**Description of the task**:
As you work through the listing, transcribe every line exactly as it reads.

**Exercise data**:
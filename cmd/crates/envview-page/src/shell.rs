use crate::{transition, Container, EnvironmentDisplay, Rendered};

/// Hosts a display and its root container.
///
/// The enter transition runs on the first [`Shell::mount`] only; later
/// mounts and every [`Shell::rerender`] just render.
#[derive(Debug, Clone)]
pub struct Shell {
    display: EnvironmentDisplay,
    container: Option<Container>,
    mounted: bool,
    transitions: usize,
}

impl Shell {
    pub fn new(display: EnvironmentDisplay) -> Self {
        Self {
            display,
            container: Some(Container::new()),
            mounted: false,
            transitions: 0,
        }
    }

    /// A shell whose root container is missing; mounting still renders.
    pub fn without_container(display: EnvironmentDisplay) -> Self {
        Self {
            container: None,
            ..Self::new(display)
        }
    }

    pub fn display(&self) -> &EnvironmentDisplay {
        &self.display
    }

    pub fn container(&self) -> Option<&Container> {
        self.container.as_ref()
    }

    pub fn is_mounted(&self) -> bool {
        self.mounted
    }

    /// How many times an enter function has been invoked. Never above one.
    pub fn transitions_applied(&self) -> usize {
        self.transitions
    }

    pub fn mount(&mut self) -> Rendered {
        self.mount_with(|container| {
            transition::enter(container);
        })
    }

    /// Like [`Shell::mount`] but with the caller's enter function.
    pub fn mount_with<F>(&mut self, enter: F) -> Rendered
    where
        F: FnOnce(Option<&mut Container>),
    {
        let rendered = self.display.render();
        if self.mounted {
            tracing::debug!("already mounted, skipping enter transition");
        } else {
            enter(self.container.as_mut());
            self.mounted = true;
            self.transitions += 1;
        }
        rendered
    }

    pub fn rerender(&self) -> Rendered {
        self.display.render()
    }
}

#[cfg(test)]
mod tests {
    use super::*;
    use crate::{ConfigMap, Style};

    fn shell() -> Shell {
        let config: ConfigMap = [("REACT_APP_NAME", "demo"), ("OTHER", "x")]
            .into_iter()
            .collect();
        Shell::new(EnvironmentDisplay::new(config))
    }

    #[test]
    fn mount_applies_transition_once() {
        let mut shell = shell();
        assert_eq!(shell.container().unwrap().style, Style::base());

        let rendered = shell.mount();

        assert_eq!(rendered.lines(), vec!["REACT_APP_NAME: demo".to_string()]);
        assert!(shell.is_mounted());
        let style = &shell.container().unwrap().style;
        assert_eq!(style.opacity, 1.0);
        assert_eq!(style.translate_y, 0.0);
        assert_eq!(shell.transitions_applied(), 1);
    }

    #[test]
    fn rerender_does_not_invoke_enter() {
        let mut shell = shell();
        let mut calls = 0;
        shell.mount_with(|_| calls += 1);
        let first = shell.rerender();
        let second = shell.rerender();
        shell.mount_with(|_| calls += 1);

        assert_eq!(calls, 1);
        assert_eq!(shell.transitions_applied(), 1);
        assert_eq!(first, second);
    }

    #[test]
    fn rerender_leaves_container_untouched() {
        let shell = shell();
        shell.rerender();
        assert!(!shell.is_mounted());
        assert_eq!(shell.container().unwrap().style, Style::base());
    }

    #[test]
    fn missing_container_is_silent() {
        let mut shell = Shell::without_container(EnvironmentDisplay::new(ConfigMap::new()));
        let rendered = shell.mount();
        assert!(shell.container().is_none());
        assert!(shell.is_mounted());
        assert_eq!(rendered.fallback(), Some("No REACT_APP_* variables found."));
    }
}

**Output below**:
filename cmd/crates/envview-page/src/shell.rs
use crate::{transition, Container, EnvironmentDisplay, Rendered};

/// Hosts a display and its root container.
///
/// The enter transition runs on the first [`Shell::mount`] only; later
/// mounts and every [`Shell::rerender`] just render.
#[derive(Debug, Clone)]
pub struct Shell {
    display: EnvironmentDisplay,
    container: Option<Container>,
    mounted: bool,
    transitions: usize,
}

impl Shell {
    pub fn new(display: EnvironmentDisplay) -> Self {
        Self {
            display,
            container: Some(Container::new()),
            mounted: false,
            transitions: 0,
        }
    }

    /// A shell whose root container is missing; mounting still renders.
    pub fn without_container(display: EnvironmentDisplay) -> Self {
        Self {
            container: None,
            ..Self::new(display)
        }
    }

    pub fn display(&self) -> &EnvironmentDisplay {
        &self.display
    }

    pub fn container(&self) -> Option<&Container> {
        self.container.as_ref()
    }

    pub fn is_mounted(&self) -> bool {
        self.mounted
    }

    /// How many times an enter function has been invoked. Never above one.
    pub fn transitions_applied(&self) -> usize {
        self.transitions
    }

    pub fn mount(&mut self) -> Rendered {
        self.mount_with(|container| {
            transition::enter(container);
        })
    }

    /// Like [`Shell::mount`] but with the caller's enter function.
    pub fn mount_with<F>(&mut self, enter: F) -> Rendered
    where
        F: FnOnce(Option<&mut Container>),
    {
        let rendered = self.display.render();
        if self.mounted {
            tracing::debug!("already mounted, skipping enter transition");
        } else {
            enter(self.container.as_mut());
            self.mounted = true;
            self.transitions += 1;
        }
        rendered
    }

    pub fn rerender(&self) -> Rendered {
        self.display.render()
    }
}

#[cfg(test)]
mod tests {
    use super::*;
    use crate::{ConfigMap, Style};

    fn shell() -> Shell {
        let config: ConfigMap = [("REACT_APP_NAME", "demo"), ("OTHER", "x")]
            .into_iter()
            .collect();
        Shell::new(EnvironmentDisplay::new(config))
    }

    #[test]
    fn mount_applies_transition_once() {
        let mut shell = shell();
        assert_eq!(shell.container().unwrap().style, Style::base());

        let rendered = shell.mount();

        assert_eq!(rendered.lines(), vec!["REACT_APP_NAME: demo".to_string()]);
        assert!(shell.is_mounted());
        let style = &shell.container().unwrap().style;
        assert_eq!(style.opacity, 1.0);
        assert_eq!(style.translate_y, 0.0);
        assert_eq!(shell.transitions_applied(), 1);
    }

    #[test]
    fn rerender_does_not_invoke_enter() {
        let mut shell = shell();
        let mut calls = 0;
        shell.mount_with(|_| calls += 1);
        let first = shell.rerender();
        let second = shell.rerender();
        shell.mount_with(|_| calls += 1);

        assert_eq!(calls, 1);
        assert_eq!(shell.transitions_applied(), 1);
        assert_eq!(first, second);
    }

    #[test]
    fn rerender_leaves_container_untouched() {
        let shell = shell();
        shell.rerender();
        assert!(!shell.is_mounted());
        assert_eq!(shell.container().unwrap().style, Style::base());
    }

    #[test]
    fn missing_container_is_silent() {
        let mut shell = Shell::without_container(EnvironmentDisplay::new(ConfigMap::new()));
        let rendered = shell.mount();
        assert!(shell.container().is_none());
        assert!(shell.is_mounted());
        assert_eq!(rendered.fallback(), Some("No REACT_APP_* variables found."));
    }
}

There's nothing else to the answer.